Along with continuing to read (just finished Annie Proulx’s Barkskins), I’ve just happened to start using my hands to do more than hold a book, write, and type on a keyboard.
It started with short workshops held by the Nasher Sculpture Center in Dallas to augment one’s experience of their various exhibitions. There, I made an abstract (it had to be abstract) print, and then learned to fold paper into “pocket book casings” which can hold all sorts of small things in their various enclosed places.
This new-found pleasure propelled me to take an Arabic calligraphy class at the Dallas Museum of Art. I learned how to use a bamboo calligraphy pen and a small pot of ink, patiently practicing “perfect” squares and the much more difficult aleph (the first letter of the alphabet).

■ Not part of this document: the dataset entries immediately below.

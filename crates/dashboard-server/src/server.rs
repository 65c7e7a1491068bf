//! Request server lifecycle.
//!
//! [`RequestServer`] binds a TCP listener and runs an accept loop on the
//! current Tokio runtime. Every connection gets its own task that reads
//! exactly one request, routes it, writes the response and closes. A
//! client that has not finished sending its request within
//! `server.request_read_timeout_ms` is dropped without a response. A
//! handler that panics is answered with a 500 page; the accept loop is
//! never affected.
//!
//! Both [`RequestServer::start`] and [`RequestServer::stop`] are
//! idempotent.

use std::net::SocketAddr;
use std::panic::AssertUnwindSafe;
use std::sync::Arc;

use futures::FutureExt as _;
use futures::future::BoxFuture;
use parking_lot::Mutex;
use tokio::io::{AsyncWriteExt as _, BufReader};
use tokio::net::{TcpListener, TcpSocket, TcpStream};
use tokio::runtime::Handle;
use tokio::sync::watch;
use tokio::task::JoinHandle;
use tracing::{debug, error, info, warn};

use crate::error::ServerError;
use crate::http::{self, HttpError, Method, Request};
use crate::response::{Response, StatusCode};
use crate::router::route;
use crate::state::AppState;

/// Pending connections the listener queues before refusing.
const LISTEN_BACKLOG: u32 = 1024;

/// Produces the response for one parsed request.
pub type Handler = for<'a> fn(&'a AppState, &'a Request) -> BoxFuture<'a, Response>;

fn default_handler<'a>(state: &'a AppState, request: &'a Request) -> BoxFuture<'a, Response> {
    route(state, request).boxed()
}

#[derive(Debug)]
struct Running {
    addr: SocketAddr,
    shutdown: watch::Sender<bool>,
    task: JoinHandle<()>,
}

/// The dashboard's HTTP listener.
#[derive(Debug)]
pub struct RequestServer {
    state: Arc<AppState>,
    handler: Handler,
    running: Mutex<Option<Running>>,
}

impl RequestServer {
    /// Create a stopped server over `state` that answers with [`route`].
    pub const fn new(state: Arc<AppState>) -> Self {
        Self::with_handler(state, default_handler)
    }

    /// Create a stopped server that answers every request with `handler`.
    pub const fn with_handler(state: Arc<AppState>, handler: Handler) -> Self {
        Self {
            state,
            handler,
            running: Mutex::new(None),
        }
    }

    /// Shared state served by this server.
    pub const fn state(&self) -> &Arc<AppState> {
        &self.state
    }

    /// Bind the configured address and start accepting connections.
    ///
    /// Must be called from inside a Tokio runtime. Calling it while
    /// already running returns the existing address.
    ///
    /// # Errors
    ///
    /// - [`ServerError::Runtime`] outside a Tokio runtime
    /// - [`ServerError::Bind`] if the address is invalid or taken
    pub fn start(&self) -> Result<SocketAddr, ServerError> {
        let mut running = self.running.lock();
        if let Some(existing) = running.as_ref() {
            return Ok(existing.addr);
        }

        let runtime = Handle::try_current().map_err(|e| ServerError::Runtime(e.to_string()))?;
        let settings = &self.state.settings;
        let requested: SocketAddr = format!("{}:{}", settings.host, settings.port)
            .parse()
            .map_err(|e| ServerError::Bind(format!("invalid address: {e}")))?;

        let listener = bind(requested)?;
        let addr = listener
            .local_addr()
            .map_err(|e| ServerError::Bind(format!("local address unavailable: {e}")))?;
        self.state.set_port(addr.port());

        let (shutdown, shutdown_rx) = watch::channel(false);
        let task = runtime.spawn(accept_loop(
            listener,
            Arc::clone(&self.state),
            self.handler,
            shutdown_rx,
        ));
        *running = Some(Running {
            addr,
            shutdown,
            task,
        });

        info!(%addr, root = %settings.static_root.display(), "Dashboard server listening");
        Ok(addr)
    }

    /// Stop accepting connections and wait for the accept loop to exit.
    ///
    /// Connections already accepted finish on their own tasks. Returns
    /// `false` if the server was not running.
    pub async fn stop(&self) -> bool {
        let Some(running) = self.running.lock().take() else {
            return false;
        };
        if running.shutdown.send(true).is_err() {
            debug!("Accept loop already gone");
        }
        if let Err(e) = running.task.await {
            warn!(error = %e, "Accept loop ended abnormally");
        }
        info!(addr = %running.addr, "Dashboard server stopped");
        true
    }

    /// Address the listener is bound to, while running.
    pub fn local_addr(&self) -> Option<SocketAddr> {
        self.running.lock().as_ref().map(|r| r.addr)
    }

    /// Whether the accept loop is running.
    pub fn is_running(&self) -> bool {
        self.running.lock().is_some()
    }
}

fn bind(addr: SocketAddr) -> Result<TcpListener, ServerError> {
    let socket = if addr.is_ipv4() {
        TcpSocket::new_v4()
    } else {
        TcpSocket::new_v6()
    }
    .map_err(|e| ServerError::Bind(format!("socket creation failed: {e}")))?;
    socket
        .set_reuseaddr(true)
        .map_err(|e| ServerError::Bind(format!("SO_REUSEADDR failed: {e}")))?;
    socket
        .bind(addr)
        .map_err(|e| ServerError::Bind(format!("bind failed on {addr}: {e}")))?;
    socket
        .listen(LISTEN_BACKLOG)
        .map_err(|e| ServerError::Bind(format!("listen failed on {addr}: {e}")))
}

async fn accept_loop(
    listener: TcpListener,
    state: Arc<AppState>,
    handler: Handler,
    mut shutdown: watch::Receiver<bool>,
) {
    loop {
        tokio::select! {
            changed = shutdown.changed() => {
                if changed.is_err() || *shutdown.borrow() {
                    break;
                }
            }
            accepted = listener.accept() => match accepted {
                Ok((stream, peer)) => {
                    tokio::spawn(handle_connection(stream, peer, Arc::clone(&state), handler));
                }
                Err(e) => {
                    if *shutdown.borrow() {
                        break;
                    }
                    warn!(error = %e, "Accept failed");
                }
            },
        }
    }
    debug!("Accept loop exited");
}

/// Serve one request on `stream`, then close it.
async fn handle_connection(
    stream: TcpStream,
    peer: SocketAddr,
    state: Arc<AppState>,
    handler: Handler,
) {
    let (read_half, mut write_half) = stream.into_split();
    let mut reader = BufReader::new(read_half);

    let deadline = state.settings.request_read_timeout();
    let Ok(read) = tokio::time::timeout(deadline, http::read_request(&mut reader, state.limits())).await
    else {
        debug!(%peer, "Client sent no complete request in time");
        return;
    };
    let (response, head_only) = match read {
        Ok(Some(request)) => {
            let head_only = request.method == Method::Head;
            let routed = AssertUnwindSafe(async { handler(&state, &request).await })
                .catch_unwind()
                .await;
            let response = routed.unwrap_or_else(|panic| {
                let message = panic_message(panic.as_ref());
                error!(
                    %peer,
                    method = %request.method,
                    path = %request.path,
                    error = %message,
                    "Request handler panicked"
                );
                Response::html_error(StatusCode::INTERNAL_SERVER_ERROR, &message)
            });
            debug!(
                %peer,
                method = %request.method,
                path = %request.path,
                status = response.status().as_u16(),
                "Request served"
            );
            (response, head_only)
        }
        Ok(None) => return,
        Err(HttpError::BadRequest(reason)) => {
            debug!(%peer, reason, "Rejected malformed request");
            (Response::html_error(StatusCode::BAD_REQUEST, reason), false)
        }
        Err(HttpError::Io(e)) => {
            debug!(%peer, error = %e, "Connection dropped while reading request");
            return;
        }
    };

    if let Err(e) = response
        .write_to(&mut write_half, &state.settings.server_name, head_only)
        .await
    {
        debug!(%peer, error = %e, "Failed to write response");
    }
    if let Err(e) = write_half.shutdown().await {
        debug!(%peer, error = %e, "Failed to close connection");
    }
}

fn panic_message(payload: &(dyn std::any::Any + Send)) -> String {
    payload
        .downcast_ref::<&str>()
        .map(|s| (*s).to_owned())
        .or_else(|| payload.downcast_ref::<String>().cloned())
        .unwrap_or_else(|| String::from("handler panicked"))
}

There was patience, silence, relaxation of body, concentration of mind…and even the poet, Rumi…in the room. The master laid down an aleph on my sheet of paper as an example, a subtle and smooth stroke, and I put my first attempt next to it, a lumpy bean pod. It was wonderful and humbling. I got a poem out of it, too, which I titled “A Taste of the Ocean.” That taste is what the master calligrapher said he could offer us in such a short period of time.
And now, after finding a Beginner’s Origami Kit in the Kimbell Art Museum’s gift shop, I have made a simple envelope and my first crane. Paper folding is addictive, and very different from the other things I do with my days.

I hope you’re enjoying this flight into Spring!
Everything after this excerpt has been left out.